The problem | Only the number should be given: how many lines below contain "inner".

Extracted data |

^^^^

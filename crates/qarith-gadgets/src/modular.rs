//! Arithmetic modulo `p` on registers holding residues in `[0, p)`.
//!
//! Every reduction uses the same shape around an inner addition `A`:
//!
//! 1. `A`, then subtract `p` by adding `2^w - p` with wraparound
//! 2. copy the sign (top) bit into the ancilla `z`
//! 3. add `p` back when `z` is set
//! 4. undo `A`; the top bit is now set exactly when no reduction happened
//! 5. clear `z` with an inverted CNOT from the top bit
//! 6. redo `A`
//!
//! Inputs must already be reduced. Registers are [`ModulusConfig::width`]
//! qubits wide and `z` starts and ends at 0.

use qarith_ir::{Circuit, QubitId, QubitRegister};
use tracing::debug;

use crate::adder::{
    add, add_const, controlled_add, controlled_add_const, doubly_controlled_add_const,
};
use crate::config::ModulusConfig;
use crate::control::controlled_circuit;
use crate::error::SynthResult;
use crate::gadget::{ensure_disjoint, ensure_width, operand_span};
use crate::inverse::inverse_circuit;

/// Conditional reduction around `inner`, which adds something below `p` to `y`.
fn reduce_around(
    name: &'static str,
    inner: &Circuit,
    y: &QubitRegister,
    z: QubitId,
    cfg: &ModulusConfig,
) -> SynthResult<Circuit> {
    let top = y[y.len() - 1];
    let width = inner.num_qubits().max(operand_span(&[y], &[z]));

    let mut circuit = Circuit::new(name, width);
    circuit
        .append(inner)?
        .append(&add_const(y, cfg.wrap_subtrahend())?)?
        .cx(top, z)?
        .append(&controlled_add_const(z, y, cfg.p())?)?
        .append(&inverse_circuit(inner)?)?
        .x(top)?
        .cx(top, z)?
        .x(top)?
        .append(inner)?;

    debug!(
        name,
        p = cfg.p(),
        width = cfg.width(),
        gates = circuit.len(),
        "synthesized modular operation"
    );
    Ok(circuit)
}

/// `y := (x + y) mod p`.
pub fn mod_add(
    x: &QubitRegister,
    y: &QubitRegister,
    z: QubitId,
    cfg: &ModulusConfig,
) -> SynthResult<Circuit> {
    ensure_width("mod_add", x, cfg.width())?;
    ensure_width("mod_add", y, cfg.width())?;
    ensure_disjoint(&[x, y], &[z])?;
    reduce_around("mod_add", &add(x, y)?, y, z, cfg)
}

/// `y := (y - x) mod p`, the exact adjoint of [`mod_add`].
pub fn mod_sub(
    x: &QubitRegister,
    y: &QubitRegister,
    z: QubitId,
    cfg: &ModulusConfig,
) -> SynthResult<Circuit> {
    let mut circuit = inverse_circuit(&mod_add(x, y, z, cfg)?)?;
    circuit.set_name("mod_sub");
    Ok(circuit)
}

/// [`mod_add`] applied only when `control` is 1.
///
/// Only the inner addition is controlled: with the control clear, the
/// reduction of `y + 0` is already the identity and leaves `z` clean.
pub fn controlled_mod_add(
    control: QubitId,
    x: &QubitRegister,
    y: &QubitRegister,
    z: QubitId,
    cfg: &ModulusConfig,
) -> SynthResult<Circuit> {
    ensure_width("controlled_mod_add", x, cfg.width())?;
    ensure_width("controlled_mod_add", y, cfg.width())?;
    ensure_disjoint(&[x, y], &[z, control])?;
    reduce_around(
        "controlled_mod_add",
        &controlled_add(control, x, y)?,
        y,
        z,
        cfg,
    )
}

/// `y := (y + value) mod p` for a constant `value`.
pub fn mod_add_const(
    y: &QubitRegister,
    value: u64,
    z: QubitId,
    cfg: &ModulusConfig,
) -> SynthResult<Circuit> {
    ensure_width("mod_add_const", y, cfg.width())?;
    ensure_disjoint(&[y], &[z])?;
    let value = value % cfg.p();
    reduce_around("mod_add_const", &add_const(y, value)?, y, z, cfg)
}

/// [`mod_add_const`] applied only when `control` is 1.
pub fn controlled_mod_add_const(
    control: QubitId,
    y: &QubitRegister,
    value: u64,
    z: QubitId,
    cfg: &ModulusConfig,
) -> SynthResult<Circuit> {
    ensure_width("controlled_mod_add_const", y, cfg.width())?;
    ensure_disjoint(&[y], &[z, control])?;
    let value = value % cfg.p();
    reduce_around(
        "controlled_mod_add_const",
        &controlled_add_const(control, y, value)?,
        y,
        z,
        cfg,
    )
}

/// [`mod_add_const`] applied only when both controls are 1.
pub fn doubly_controlled_mod_add_const(
    c1: QubitId,
    c2: QubitId,
    y: &QubitRegister,
    value: u64,
    z: QubitId,
    cfg: &ModulusConfig,
) -> SynthResult<Circuit> {
    ensure_width("doubly_controlled_mod_add_const", y, cfg.width())?;
    ensure_disjoint(&[y], &[z, c1, c2])?;
    let value = value % cfg.p();
    reduce_around(
        "doubly_controlled_mod_add_const",
        &doubly_controlled_add_const(c1, c2, y, value)?,
        y,
        z,
        cfg,
    )
}

/// `x := -x mod 2^w`: flip every bit, then add one.
fn twos_complement(x: &QubitRegister) -> SynthResult<Circuit> {
    let mut circuit = Circuit::new("twos_complement", operand_span(&[x], &[]));
    for q in x {
        circuit.x(q)?;
    }
    circuit.append(&add_const(x, 1)?)?;
    Ok(circuit)
}

/// `x := (p - x) mod p`, in place, with `z` as a clean ancilla.
///
/// Two's complement gives `2^w - x`, whose top bit is set for every
/// non-zero residue; that bit gates adding `p`, and a second complement
/// exposes the sign needed to clear `z`. Zero passes through untouched.
pub fn negate(x: &QubitRegister, z: QubitId, cfg: &ModulusConfig) -> SynthResult<Circuit> {
    ensure_width("negate", x, cfg.width())?;
    ensure_disjoint(&[x], &[z])?;

    let top = x[x.len() - 1];
    let complement = twos_complement(x)?;
    let mut circuit = Circuit::new("negate", operand_span(&[x], &[z]));
    circuit
        .append(&complement)?
        .cx(top, z)?
        .append(&controlled_add_const(z, x, cfg.p())?)?
        .append(&complement)?
        .cx(top, z)?
        .append(&complement)?;

    debug!(p = cfg.p(), gates = circuit.len(), "synthesized negate");
    Ok(circuit)
}

/// [`negate`] applied only when `control` is 1.
pub fn controlled_negate(
    control: QubitId,
    x: &QubitRegister,
    z: QubitId,
    cfg: &ModulusConfig,
) -> SynthResult<Circuit> {
    ensure_disjoint(&[x], &[z, control])?;
    let mut circuit = controlled_circuit(&negate(x, z, cfg)?, control)?;
    circuit.set_name("controlled_negate");
    Ok(circuit)
}

/// `x := 2x mod p`, in place and without an ancilla.
///
/// A rotation of the register towards the top doubles `x` (the top bit of a
/// residue is 0). Subtracting `p` then leaves the sign in the top bit; when
/// it is set, `p` is added back to the low bits. For odd `p` the parity of
/// the result tells the two cases apart, which clears the top bit again.
pub fn double(x: &QubitRegister, cfg: &ModulusConfig) -> SynthResult<Circuit> {
    ensure_width("double", x, cfg.width())?;
    ensure_disjoint(&[x], &[])?;

    let n = x.len();
    let (top, low_bit) = (x[n - 1], x[0]);
    let (low, _) = x.split_at(n - 1);

    let mut circuit = Circuit::new("double", operand_span(&[x], &[]));
    for i in (0..n - 1).rev() {
        circuit.swap(x[i], x[i + 1])?;
    }
    circuit
        .append(&add_const(x, cfg.wrap_subtrahend())?)?
        .append(&controlled_add_const(top, &low, cfg.p())?)?
        .x(low_bit)?
        .cx(low_bit, top)?
        .x(low_bit)?;

    debug!(p = cfg.p(), gates = circuit.len(), "synthesized double");
    Ok(circuit)
}

/// `x := x / 2 mod p`, the exact adjoint of [`double`].
pub fn halve(x: &QubitRegister, cfg: &ModulusConfig) -> SynthResult<Circuit> {
    let mut circuit = inverse_circuit(&double(x, cfg)?)?;
    circuit.set_name("halve");
    Ok(circuit)
}
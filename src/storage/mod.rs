//! Local file storage for dumpvault
//!
//! The catalog and the schedule are small JSON documents that are always
//! rewritten in full. Writes go through a temp file and a rename so a crash
//! never leaves a half-written document behind.

pub mod file_io;

pub use file_io::{read_json, read_json_required, remove_file_if_exists, write_json_atomic};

^^^^

Exercise solution | 8